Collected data
/---
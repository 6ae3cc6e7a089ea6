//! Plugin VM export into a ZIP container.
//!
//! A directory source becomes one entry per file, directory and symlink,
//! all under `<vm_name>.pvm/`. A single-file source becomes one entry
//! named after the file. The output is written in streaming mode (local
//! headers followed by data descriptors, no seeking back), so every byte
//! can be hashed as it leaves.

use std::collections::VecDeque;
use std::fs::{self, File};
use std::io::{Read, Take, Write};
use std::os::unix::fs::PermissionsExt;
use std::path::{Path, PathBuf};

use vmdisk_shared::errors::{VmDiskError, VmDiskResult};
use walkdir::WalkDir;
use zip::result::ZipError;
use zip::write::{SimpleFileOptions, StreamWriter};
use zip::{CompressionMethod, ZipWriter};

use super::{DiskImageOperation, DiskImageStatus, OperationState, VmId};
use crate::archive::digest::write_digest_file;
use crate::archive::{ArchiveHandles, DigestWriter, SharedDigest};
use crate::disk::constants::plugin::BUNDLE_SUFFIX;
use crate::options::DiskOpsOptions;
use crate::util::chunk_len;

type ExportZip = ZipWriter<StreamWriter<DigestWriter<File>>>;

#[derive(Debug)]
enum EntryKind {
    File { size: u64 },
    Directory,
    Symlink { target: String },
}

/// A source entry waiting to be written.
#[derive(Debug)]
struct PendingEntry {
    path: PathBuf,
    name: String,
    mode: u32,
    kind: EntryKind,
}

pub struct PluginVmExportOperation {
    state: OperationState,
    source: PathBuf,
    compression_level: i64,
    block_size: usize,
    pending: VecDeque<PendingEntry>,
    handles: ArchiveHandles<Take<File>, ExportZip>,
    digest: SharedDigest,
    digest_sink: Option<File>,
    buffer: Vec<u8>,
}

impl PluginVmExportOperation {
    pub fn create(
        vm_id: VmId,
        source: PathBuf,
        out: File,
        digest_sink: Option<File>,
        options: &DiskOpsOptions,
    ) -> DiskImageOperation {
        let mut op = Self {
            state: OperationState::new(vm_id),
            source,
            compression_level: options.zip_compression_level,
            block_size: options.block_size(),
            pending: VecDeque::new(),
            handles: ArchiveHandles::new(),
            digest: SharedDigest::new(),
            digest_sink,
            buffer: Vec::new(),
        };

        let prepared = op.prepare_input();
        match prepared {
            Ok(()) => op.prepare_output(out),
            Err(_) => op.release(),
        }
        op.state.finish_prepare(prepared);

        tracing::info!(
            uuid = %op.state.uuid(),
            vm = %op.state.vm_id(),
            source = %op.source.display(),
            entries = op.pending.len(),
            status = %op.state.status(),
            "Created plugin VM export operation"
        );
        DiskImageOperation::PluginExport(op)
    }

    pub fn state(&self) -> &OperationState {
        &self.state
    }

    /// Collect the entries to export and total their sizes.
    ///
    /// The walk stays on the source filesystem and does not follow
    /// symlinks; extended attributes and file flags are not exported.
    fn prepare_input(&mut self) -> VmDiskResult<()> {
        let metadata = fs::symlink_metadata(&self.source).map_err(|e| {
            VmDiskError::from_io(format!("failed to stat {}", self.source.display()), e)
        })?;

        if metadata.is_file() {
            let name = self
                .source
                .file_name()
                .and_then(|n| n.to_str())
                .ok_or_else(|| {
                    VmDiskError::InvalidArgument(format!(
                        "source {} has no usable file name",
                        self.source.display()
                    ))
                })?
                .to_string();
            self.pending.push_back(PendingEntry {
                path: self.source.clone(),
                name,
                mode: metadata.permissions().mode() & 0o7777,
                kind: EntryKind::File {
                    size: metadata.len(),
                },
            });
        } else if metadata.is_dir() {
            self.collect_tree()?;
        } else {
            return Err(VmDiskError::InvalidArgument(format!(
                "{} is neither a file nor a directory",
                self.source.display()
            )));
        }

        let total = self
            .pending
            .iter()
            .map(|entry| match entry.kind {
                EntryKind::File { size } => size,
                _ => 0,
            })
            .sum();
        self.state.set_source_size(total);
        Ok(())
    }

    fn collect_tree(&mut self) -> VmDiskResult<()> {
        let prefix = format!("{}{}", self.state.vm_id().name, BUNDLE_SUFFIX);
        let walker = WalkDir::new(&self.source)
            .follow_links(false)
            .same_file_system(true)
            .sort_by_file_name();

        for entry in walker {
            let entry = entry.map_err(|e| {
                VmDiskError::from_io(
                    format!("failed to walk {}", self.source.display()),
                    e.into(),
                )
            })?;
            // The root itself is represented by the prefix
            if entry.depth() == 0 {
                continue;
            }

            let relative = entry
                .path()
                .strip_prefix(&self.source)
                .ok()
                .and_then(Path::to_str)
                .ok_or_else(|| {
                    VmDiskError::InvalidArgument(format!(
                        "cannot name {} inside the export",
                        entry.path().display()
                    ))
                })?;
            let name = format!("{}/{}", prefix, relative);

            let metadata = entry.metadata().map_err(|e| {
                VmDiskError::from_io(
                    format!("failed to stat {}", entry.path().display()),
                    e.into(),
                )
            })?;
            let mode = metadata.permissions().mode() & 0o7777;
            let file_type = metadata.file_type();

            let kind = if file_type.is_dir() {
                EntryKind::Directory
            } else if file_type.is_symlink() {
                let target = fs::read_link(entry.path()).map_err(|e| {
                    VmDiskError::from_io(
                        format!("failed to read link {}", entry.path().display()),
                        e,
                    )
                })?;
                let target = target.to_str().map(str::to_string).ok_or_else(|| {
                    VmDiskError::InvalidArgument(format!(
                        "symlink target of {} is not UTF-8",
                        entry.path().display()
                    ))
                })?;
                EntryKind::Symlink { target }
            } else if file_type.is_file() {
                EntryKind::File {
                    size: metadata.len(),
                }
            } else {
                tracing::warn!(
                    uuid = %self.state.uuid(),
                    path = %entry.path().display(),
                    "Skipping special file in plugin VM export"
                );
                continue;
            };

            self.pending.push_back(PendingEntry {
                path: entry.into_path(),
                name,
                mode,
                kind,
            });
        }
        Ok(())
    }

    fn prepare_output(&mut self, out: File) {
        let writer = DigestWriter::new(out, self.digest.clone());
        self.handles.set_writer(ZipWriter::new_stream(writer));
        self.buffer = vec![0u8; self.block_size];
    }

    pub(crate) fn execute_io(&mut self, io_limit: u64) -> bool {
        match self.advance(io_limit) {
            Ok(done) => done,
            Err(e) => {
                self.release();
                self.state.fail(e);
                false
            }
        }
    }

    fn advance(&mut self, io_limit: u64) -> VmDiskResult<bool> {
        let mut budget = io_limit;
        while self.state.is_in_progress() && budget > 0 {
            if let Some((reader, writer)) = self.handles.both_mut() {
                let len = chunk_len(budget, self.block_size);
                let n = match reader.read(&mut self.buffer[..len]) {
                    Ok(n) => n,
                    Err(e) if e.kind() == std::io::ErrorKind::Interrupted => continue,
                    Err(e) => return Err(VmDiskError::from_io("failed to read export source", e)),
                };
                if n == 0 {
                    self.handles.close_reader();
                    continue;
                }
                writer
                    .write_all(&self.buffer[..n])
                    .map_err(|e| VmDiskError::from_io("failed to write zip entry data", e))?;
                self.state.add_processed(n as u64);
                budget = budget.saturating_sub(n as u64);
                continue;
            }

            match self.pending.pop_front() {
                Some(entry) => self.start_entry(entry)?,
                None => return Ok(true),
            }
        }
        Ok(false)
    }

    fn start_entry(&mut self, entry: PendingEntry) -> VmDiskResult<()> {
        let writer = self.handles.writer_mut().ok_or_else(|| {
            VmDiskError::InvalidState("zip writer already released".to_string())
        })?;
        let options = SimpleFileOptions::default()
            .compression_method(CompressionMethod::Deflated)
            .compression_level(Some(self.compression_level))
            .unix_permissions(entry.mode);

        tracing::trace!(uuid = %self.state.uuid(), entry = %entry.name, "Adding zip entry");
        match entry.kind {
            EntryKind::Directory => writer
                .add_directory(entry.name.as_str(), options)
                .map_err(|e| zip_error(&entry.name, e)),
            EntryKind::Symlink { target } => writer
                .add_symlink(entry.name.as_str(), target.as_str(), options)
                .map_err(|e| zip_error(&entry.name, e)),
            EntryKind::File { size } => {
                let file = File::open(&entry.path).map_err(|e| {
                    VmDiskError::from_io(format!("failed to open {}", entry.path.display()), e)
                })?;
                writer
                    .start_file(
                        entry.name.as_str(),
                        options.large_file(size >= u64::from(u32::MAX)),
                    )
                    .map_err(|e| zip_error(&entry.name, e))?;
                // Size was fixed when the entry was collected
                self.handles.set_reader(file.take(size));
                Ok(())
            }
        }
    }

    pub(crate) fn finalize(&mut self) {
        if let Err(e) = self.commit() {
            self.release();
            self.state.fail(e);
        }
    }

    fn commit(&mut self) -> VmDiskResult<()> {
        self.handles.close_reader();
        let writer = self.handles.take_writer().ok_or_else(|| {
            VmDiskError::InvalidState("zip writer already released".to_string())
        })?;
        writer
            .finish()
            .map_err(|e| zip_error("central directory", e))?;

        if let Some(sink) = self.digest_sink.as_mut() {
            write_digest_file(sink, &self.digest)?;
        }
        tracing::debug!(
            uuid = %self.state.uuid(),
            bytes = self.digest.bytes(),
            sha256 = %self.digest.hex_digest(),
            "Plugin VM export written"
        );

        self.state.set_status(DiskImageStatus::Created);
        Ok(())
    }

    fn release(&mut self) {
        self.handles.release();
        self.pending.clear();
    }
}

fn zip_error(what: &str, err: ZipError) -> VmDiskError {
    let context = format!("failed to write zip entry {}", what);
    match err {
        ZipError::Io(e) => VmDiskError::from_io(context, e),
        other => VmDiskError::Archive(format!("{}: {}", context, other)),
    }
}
\---
[Your goal]: Looking at the entries above, can you reproduce exactly the lines from the one that holds "op.state.finish_prepare(prepared);" through the one that holds "let metadata = fs::symlink_metadata(&self.source).map_err(|e|", and only those?

[Task solution]:
        op.state.finish_prepare(prepared);

        tracing::info!(
            uuid = %op.state.uuid(),
            vm = %op.state.vm_id(),
            source = %op.source.display(),
            entries = op.pending.len(),
            status = %op.state.status(),
            "Created plugin VM export operation"
        );
        DiskImageOperation::PluginExport(op)
    }

    pub fn state(&self) -> &OperationState {
        &self.state
    }

    /// Collect the entries to export and total their sizes.
    ///
    /// The walk stays on the source filesystem and does not follow
    /// symlinks; extended attributes and file flags are not exported.
    fn prepare_input(&mut self) -> VmDiskResult<()> {
        let metadata = fs::symlink_metadata(&self.source).map_err(|e| {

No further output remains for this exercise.